El desconocido autor de la Periplo explica que en algún lugar más allá de Rhapta, la costa del continente africano se curvaba hacia el oeste y conducía a un lugar donde el Océano Índico se encuentra con el Atlántico. Tenía razón acerca de que los océanos del mundo estaban conectados, pero ningún barco romano se aventuró más al sur. Los romanos, sin embargo, enviaron varias expediciones al sur del Sahara para explorar el interior de la antigua África y encuentra la mítica fuente del Nilo . Es posible que aquellas expediciones, encabezadas por los pretorianos de élite , fueron el preludio de una campaña militar en toda regla en las tierras del África subsahariana, tal vez incluso con el objetivo de tomar el control directo de los puertos comerciales clave. Sin embargo, tras la repentina muerte de Emperador Nerón , cesaron las expediciones. Por lo tanto, Rhapta siguió siendo el punto más al sur de África conocido por los romanos.
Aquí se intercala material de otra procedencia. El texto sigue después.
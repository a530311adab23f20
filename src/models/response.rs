use axum::{
    http::StatusCode,
    response::{IntoResponse, Response},
    Json,
};
use serde::Serialize;

/// `{"status": "Success", "msg": ..., <payload fields>}`
#[derive(Debug, Serialize)]
pub struct ApiResponse<T: Serialize> {
    pub status: &'static str,
    pub msg: String,
    #[serde(flatten)]
    pub data: T,
}

/// Payload for responses that only carry a message.
#[derive(Debug, Serialize)]
pub struct Empty {}

/// Listing and detail payloads are keyed `row`.
#[derive(Debug, Serialize)]
pub struct Rows<T: Serialize> {
    pub row: T,
}

impl<T: Serialize> ApiResponse<T> {
    pub fn success(msg: impl Into<String>, data: T) -> Self {
        ApiResponse {
            status: "Success",
            msg: msg.into(),
            data,
        }
    }
}

impl<T: Serialize> ApiResponse<Rows<T>> {
    pub fn rows(msg: impl Into<String>, row: T) -> Self {
        Self::success(msg, Rows { row })
    }
}

impl ApiResponse<Empty> {
    pub fn message(msg: impl Into<String>) -> Self {
        Self::success(msg, Empty {})
    }
}

impl<T: Serialize> IntoResponse for ApiResponse<T> {
    fn into_response(self) -> Response {
        (StatusCode::OK, Json(self)).into_response()
    }
}

#[cfg(test)]
mod tests {
    use super::*;

    #[derive(Serialize)]
    struct Token {
        #[serde(rename = "tokenId")]
        token_id: String,
    }

    #[test]
    fn test_payload_is_flattened() {
        let response = ApiResponse::success("Login Success", Token { token_id: "abc".to_string() });
        let json = serde_json::to_value(&response).unwrap();

        assert_eq!(json, serde_json::json!({"status": "Success", "msg": "Login Success", "tokenId": "abc"}));
    }

    #[test]
    fn test_message_only() {
        let json = serde_json::to_value(ApiResponse::message("oke logout")).unwrap();
        assert_eq!(json, serde_json::json!({"status": "Success", "msg": "oke logout"}));
    }

    #[test]
    fn test_rows() {
        let json = serde_json::to_value(ApiResponse::rows("list", vec![1, 2])).unwrap();
        assert_eq!(json["row"], serde_json::json!([1, 2]));
    }
}
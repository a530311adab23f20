// Shared state and the route table

use std::sync::Arc;

use anyhow::Context;
use axum::{
    extract::DefaultBodyLimit,
    middleware::map_response,
    routing::{delete, get, post, put},
    Extension, Router,
};

use crate::{
    auth::{PasswordHasher, TokenService},
    config::Config,
    db::Database,
    handlers::{account, articles, cms, health_check, quizzes, route_not_found},
    middleware::{create_middleware_stack, envelope_bare_errors},
    models::QuizKind,
    scoring::ScoringClient,
    storage::ObjectStorage,
};

/// Two 5 MiB files plus the text fields of an article form.
const MAX_BODY_SIZE: usize = 12 * 1024 * 1024;

#[derive(Clone)]
pub struct AppState {
    pub db: Arc<Database>,
    pub tokens: Arc<TokenService>,
    pub passwords: PasswordHasher,
    pub storage: Arc<ObjectStorage>,
    pub scoring: Arc<ScoringClient>,
    pub secure_cookies: bool,
}

impl AppState {
    pub fn new(config: &Config, db: Database) -> anyhow::Result<Self> {
        let storage = ObjectStorage::new(&config.storage)
            .context("Failed to initialize object storage client")?;
        let scoring = ScoringClient::new(&config.scoring)
            .context("Failed to initialize scoring client")?;

        Ok(AppState {
            db: Arc::new(db),
            tokens: Arc::new(TokenService::new(&config.auth)),
            passwords: PasswordHasher::new(config.auth.bcrypt_cost),
            storage: Arc::new(storage),
            scoring: Arc::new(scoring),
            secure_cookies: config.environment.is_production(),
        })
    }
}

/// Create the Axum router with all endpoints and middleware
pub fn create_router(state: AppState, config: &Config) -> Router {
    let mut router = Router::new()
        // Health check endpoint
        .route("/health", get(health_check))
        // Mobile app
        .route("/register", post(account::register))
        .route("/login", post(account::login))
        .route("/user/:id", get(account::get_user))
        .route("/insertName/:id", put(account::insert_name))
        .route("/uploadImage/:id", put(account::upload_image))
        .route("/artikel/:id", get(articles::view_article))
        .route("/artikel/search/:title", get(articles::search_articles))
        // CMS
        .route("/addadmin", post(cms::add_admin))
        .route("/loginAdmin", post(cms::login_admin))
        .route("/logoutAdmin", delete(cms::logout_admin))
        .route("/home", get(cms::home))
        .route("/countUser", get(cms::count_user))
        .route("/listadmin", get(cms::list_admins))
        .route("/deleteAdmin/:id", delete(cms::delete_admin))
        .route("/listuser", get(cms::list_users))
        .route("/addUser", post(cms::add_user))
        .route("/deleteUser/:id", delete(cms::delete_user))
        .route("/listartikel", get(articles::list_articles))
        .route("/addArtikel", post(articles::add_article))
        .route("/deleteArtikel/:id", delete(articles::delete_article));

    for kind in QuizKind::ALL {
        router = router
            .nest(&format!("/{}", kind.label().to_lowercase()), quiz_routes(kind))
            .merge(cms_quiz_routes(kind));
    }

    router
        .fallback(route_not_found)
        .layer(DefaultBodyLimit::max(MAX_BODY_SIZE))
        .with_state(state)
        .layer(create_middleware_stack(&config.http))
        .layer(map_response(envelope_bare_errors))
}

/// `/level/:level` and `/:id` for one quiz kind, nested under `/spelling` or
/// `/pronunciation`.
fn quiz_routes(kind: QuizKind) -> Router<AppState> {
    Router::new()
        .route("/level/:level", get(quizzes::quizzes_by_level))
        .route("/:id", get(quizzes::quiz_by_id).post(quizzes::submit_answer))
        .layer(Extension(kind))
}

/// `/listSpelling`, `/addSpelling`, `/deleteSpelling/:id` and the
/// pronunciation counterparts.
fn cms_quiz_routes(kind: QuizKind) -> Router<AppState> {
    let label = kind.label();

    Router::new()
        .route(&format!("/list{}", label), get(quizzes::list_quizzes))
        .route(&format!("/add{}", label), post(quizzes::add_quiz))
        .route(&format!("/delete{}/:id", label), delete(quizzes::delete_quiz))
        .layer(Extension(kind))
}

#[cfg(test)]
mod tests {
    use super::*;
    use crate::auth::{Role, ADMIN_COOKIE};
    use crate::test_support;
    use axum::{
        body::{to_bytes, Body},
        http::{header, Request, StatusCode},
    };
    use serde_json::Value;
    use tower::ServiceExt;

    fn test_app() -> (Router, AppState) {
        let config = test_support::offline_config();
        let db = Database::lazy(config.database.clone()).unwrap();
        let state = AppState::new(&config, db).unwrap();
        (create_router(state.clone(), &config), state)
    }

    async fn send(router: Router, request: Request<Body>) -> (StatusCode, Value) {
        let response = router.oneshot(request).await.unwrap();
        let status = response.status();
        let bytes = to_bytes(response.into_body(), usize::MAX).await.unwrap();
        (status, serde_json::from_slice(&bytes).unwrap_or(Value::Null))
    }

    #[tokio::test]
    async fn test_health_check() {
        let (router, _) = test_app();
        let response = router
            .oneshot(Request::builder().uri("/health").body(Body::empty()).unwrap())
            .await
            .unwrap();

        assert_eq!(response.status(), StatusCode::OK);
    }

    #[tokio::test]
    async fn test_logout_clears_cookie() {
        let (router, _) = test_app();
        let response = router
            .oneshot(
                Request::builder()
                    .method("DELETE")
                    .uri("/logoutAdmin")
                    .header(header::COOKIE, format!("{}=old-session", ADMIN_COOKIE))
                    .body(Body::empty())
                    .unwrap(),
            )
            .await
            .unwrap();

        assert_eq!(response.status(), StatusCode::OK);
        let set_cookie = response.headers()[header::SET_COOKIE].to_str().unwrap();
        assert!(set_cookie.starts_with("jwt="));
        assert!(set_cookie.contains("Max-Age=0"));
    }

    #[tokio::test]
    async fn test_home_requires_admin_cookie() {
        let (router, _) = test_app();
        let (status, body) = send(router, Request::builder().uri("/home").body(Body::empty()).unwrap()).await;

        assert_eq!(status, StatusCode::UNAUTHORIZED);
        assert_eq!(body["status"], "Error");
        assert_eq!(body["msg"], "Unauthorized");
    }

    #[tokio::test]
    async fn test_home_with_admin_cookie() {
        let (router, state) = test_app();
        let token = state.tokens.issue(7, "ops@lingo.app", Role::Admin).unwrap();

        let (status, body) = send(
            router,
            Request::builder()
                .uri("/home")
                .header(header::COOKIE, format!("{}={}", ADMIN_COOKIE, token))
                .body(Body::empty())
                .unwrap(),
        )
        .await;

        assert_eq!(status, StatusCode::OK);
        assert_eq!(body["status"], "Success");
        assert_eq!(body["id"], 7);
    }

    #[tokio::test]
    async fn test_user_token_is_not_an_admin_session() {
        let (router, state) = test_app();
        let token = state.tokens.issue(7, "budi@example.com", Role::User).unwrap();

        let (status, _) = send(
            router,
            Request::builder()
                .uri("/listSpelling")
                .header(header::COOKIE, format!("{}={}", ADMIN_COOKIE, token))
                .body(Body::empty())
                .unwrap(),
        )
        .await;

        assert_eq!(status, StatusCode::UNAUTHORIZED);
    }

    #[tokio::test]
    async fn test_cms_listing_requires_admin_cookie() {
        for uri in ["/listuser", "/listadmin", "/countUser", "/listartikel", "/listPronunciation"] {
            let (router, _) = test_app();
            let (status, _) = send(router, Request::builder().uri(uri).body(Body::empty()).unwrap()).await;
            assert_eq!(status, StatusCode::UNAUTHORIZED, "{}", uri);
        }
    }

    #[tokio::test]
    async fn test_submission_requires_bearer_token() {
        let (router, _) = test_app();
        let (status, body) = send(
            router,
            Request::builder()
                .method("POST")
                .uri("/pronunciation/1")
                .header(header::CONTENT_TYPE, "multipart/form-data; boundary=X")
                .body(Body::from("--X--\r\n"))
                .unwrap(),
        )
        .await;

        assert_eq!(status, StatusCode::UNAUTHORIZED);
        assert_eq!(body["msg"], "Dont have access");
    }

    #[tokio::test]
    async fn test_admin_token_is_not_a_bearer_token() {
        let (router, state) = test_app();
        let token = state.tokens.issue(1, "ops@lingo.app", Role::Admin).unwrap();

        let (status, _) = send(
            router,
            Request::builder()
                .method("PUT")
                .uri("/insertName/1")
                .header(header::AUTHORIZATION, format!("Bearer {}", token))
                .header(header::CONTENT_TYPE, "application/json")
                .body(Body::from(r#"{"name":"Budi"}"#))
                .unwrap(),
        )
        .await;

        assert_eq!(status, StatusCode::UNAUTHORIZED);
    }

    #[tokio::test]
    async fn test_other_users_profile_is_forbidden() {
        let (router, state) = test_app();
        let token = state.tokens.issue(1, "budi@example.com", Role::User).unwrap();

        let (status, _) = send(
            router,
            Request::builder()
                .method("PUT")
                .uri("/insertName/2")
                .header(header::AUTHORIZATION, format!("Bearer {}", token))
                .header(header::CONTENT_TYPE, "application/json")
                .body(Body::from(r#"{"name":"Budi"}"#))
                .unwrap(),
        )
        .await;

        assert_eq!(status, StatusCode::FORBIDDEN);
    }

    #[tokio::test]
    async fn test_non_numeric_id_is_a_validation_error() {
        let (router, _) = test_app();
        let (status, body) = send(router, Request::builder().uri("/user/abc").body(Body::empty()).unwrap()).await;

        assert_eq!(status, StatusCode::BAD_REQUEST);
        assert_eq!(body["status"], "Error");
    }

    #[tokio::test]
    async fn test_malformed_json_is_a_validation_error() {
        let (router, _) = test_app();
        let (status, body) = send(
            router,
            Request::builder()
                .method("POST")
                .uri("/loginAdmin")
                .header(header::CONTENT_TYPE, "application/json")
                .body(Body::from("{not json"))
                .unwrap(),
        )
        .await;

        assert_eq!(status, StatusCode::BAD_REQUEST);
        assert_eq!(body["status"], "Error");
    }

    #[tokio::test]
    async fn test_database_outage_is_reported_without_details() {
        let (router, _) = test_app();
        let (status, body) = send(router, Request::builder().uri("/artikel/1").body(Body::empty()).unwrap()).await;

        assert_eq!(status, StatusCode::INTERNAL_SERVER_ERROR);
        assert_eq!(body["status"], "Error");
        assert!(!body["msg"].as_str().unwrap().contains("127.0.0.1"));
    }

    #[tokio::test]
    async fn test_unknown_route_gets_the_envelope() {
        let (router, _) = test_app();
        let (status, body) = send(router, Request::builder().uri("/nowhere").body(Body::empty()).unwrap()).await;

        assert_eq!(status, StatusCode::NOT_FOUND);
        assert_eq!(body["status"], "Error");
        assert_eq!(body["msg"], "Route not found");
    }

    #[tokio::test]
    async fn test_wrong_method_gets_the_envelope() {
        let (router, _) = test_app();
        let (status, body) = send(
            router,
            Request::builder().method("DELETE").uri("/register").body(Body::empty()).unwrap(),
        )
        .await;

        assert_eq!(status, StatusCode::METHOD_NOT_ALLOWED);
        assert_eq!(body["status"], "Error");
    }

    #[tokio::test]
    async fn test_oversized_json_body_is_payload_too_large() {
        let (router, _) = test_app();
        let mut oversized = vec![b' '; MAX_BODY_SIZE + 1];
        oversized[0] = b'{';

        let (status, body) = send(
            router,
            Request::builder()
                .method("POST")
                .uri("/register")
                .header(header::CONTENT_TYPE, "application/json")
                .body(Body::from(oversized))
                .unwrap(),
        )
        .await;

        assert_eq!(status, StatusCode::PAYLOAD_TOO_LARGE);
        assert_eq!(body["status"], "Error");
    }
}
En los siglos siguientes, el aumento de la presión externa sobre las fronteras imperiales y las guerras civiles desviaron la atención de los emperadores a otra parte. Sin embargo, el comercio romano con la antigua África continuó, aunque en menor escala. A mediados del siglo VI, el monje alejandrino y antiguo comerciante Cosmas Indicopleustes visitó los puertos de África oriental antes de navegar a la India, dejando un relato detallado de la situación política en el Reino de Aksum. Sin embargo, la perdida de egipto y gran parte de las provincias orientales en el siglo VII privaron al Imperio Romano Oriental de sus vitales puertos del Mar Rojo. Los árabes eran ahora los amos del comercio africano.

Curiosamente, a principios del siglo XV, otro poderoso imperio, el Ming, trató de establecer un control (nominal) sobre las tierras de África Oriental y el comercio del Océano Índico, enviando varias expediciones navales bajo el mando del almirante Zheng He. Sin embargo, esta estrategia no duró mucho. Varias décadas más tarde, los europeos reaparecieron en escena después de que los exploradores y comerciantes portugueses rodearan el Cabo de Buena Esperanza, demostrando finalmente que el antiguo autor del Periplo tenía razón. Durante la Era de los Descubrimientos, África Oriental, sus vastos recursos naturales y sus puertos comerciales vitales se convertirían en un elemento esencial en las nuevas y extremadamente lucrativas rutas de ultramar que unían el Atlántico con el Océano Índico y, aún más, con el Pacífico.